Open Letter to Bill Simmons

Dear Bill,

I recently read in your column preview that you do not think Kobe is the MVP. Now I stopped reading your stuff about two years ago because I found your ideas tiresome and without merit. Today, however, I felt compelled to see your reasoning as to why Kobe did not deserve MVP.

You claim that the main difference between LeBron and Kobe is that LeBron doesn't have Phil Jackson, a great bench, or a boarderline All-Star. While this is all true, you fail to mention the difference in records. The Lakers are currently 43-18 while the Cavs are only 34-26. This doesn't even factor in that the Lakers play 2/3rds of their games against western conference teams while the Cavs only play 1/3rd against the far superior conference. Now if the Cavs had the same record with a worse team, you would have a valid point. They, however, are not even close.

You go on to say that if Kobe and LeBron switched teams, that LeBron would be doing just as well while Kobe would be, "gritting his way through every Cavs game on cruise control and leaking fake trade rumors through his agent." Let's assume that LeBron would do just as well (not a given by any means).
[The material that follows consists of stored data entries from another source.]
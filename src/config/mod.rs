//! Configuration management for relaybox
//!
//! Settings are layered from:
//! 1. Default values (embedded in structs)
//! 2. TOML configuration file
//! 3. Environment variables (highest priority)
//!
//! # Usage
//!
//! ```no_run
//! use relaybox::config::Config;
//!
//! let config = Config::load().expect("Failed to load configuration");
//! println!("Ledger TTL: {}", config.retention.ledger_ttl);
//! ```
//!
//! # Environment Variables
//!
//! Any key can be overridden with `RELAYBOX__<section>__<key>`:
//! - `RELAYBOX__STORE__PATH=/var/lib/relaybox`
//! - `RELAYBOX__RETENTION__LEDGER_TTL=3d`
//! - `RELAYBOX__TELEMETRY__JSON=true`
//!
//! # Configuration File
//!
//! By default the file is `config/relaybox.toml`; set `RELAYBOX_CONFIG` to
//! point elsewhere.

mod models;
mod sources;
mod validation;

pub use crate::humanize::HumanDuration;
pub use models::{Config, RetentionConfig, ServerConfig, StoreConfig, TelemetryConfig};
pub use validation::ValidationError;

use thiserror::Error;

#[derive(Debug, Error)]
pub enum ConfigError {
    #[error("Failed to load configuration: {0}")]
    Load(#[from] config::ConfigError),

    #[error("Configuration validation failed: {0}")]
    Validation(#[from] ValidationError),
}

impl Config {
    /// Load configuration from all sources (file + environment)
    ///
    /// # Errors
    ///
    /// Returns an error if the file is malformed or validation fails.
    pub fn load() -> Result<Self, ConfigError> {
        let config = sources::load()?;
        validation::validate(&config)?;
        Ok(config)
    }

    /// The configuration file [`Config::load`] reads, whether or not it exists
    pub fn source_path() -> std::path::PathBuf {
        sources::config_path()
    }

    /// Load configuration from a specific path
    pub fn load_from_path(path: std::path::PathBuf) -> Result<Self, ConfigError> {
        let config = sources::load_from_sources(path)?;
        validation::validate(&config)?;
        Ok(config)
    }
}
To claim that Kobe would go through every game on cruise control is just plain irresponsible and without merit. For all of Kobe faults, the one thing he will do is play hard every night. Do you really think that one of the most competitive players of all time would mail it in? Even if he wanted to, the first time some mediocre player like Mike James scored on him, his pride would kick in and he would make sure it never happened again. Cruise control more accurately describes LeBron James on defense. Let's also not forget that Kobe carried a team that started Smush Parker and Kwame Brown to the playoffs twice. After two years of starting Smush, Kwame, Luke Walton, and Lamar Odom around him, Kobe had every right to want to mail it in, and yet he never did.

Your third and final point is that Kobe moped around through the first 15 games. The Lakers started with the hardest schedule of any team. They were still 8-7 in this stretch losing to Houston, New Orleans, Boston, and San Antonio. They also managed to beat Phoenix, Utah, and Detroit. What were Kobe's numbers during this stretch? 27ppg, 6rpg, 5 apg, 47% fgs, 90% fts, hardly mailing it in.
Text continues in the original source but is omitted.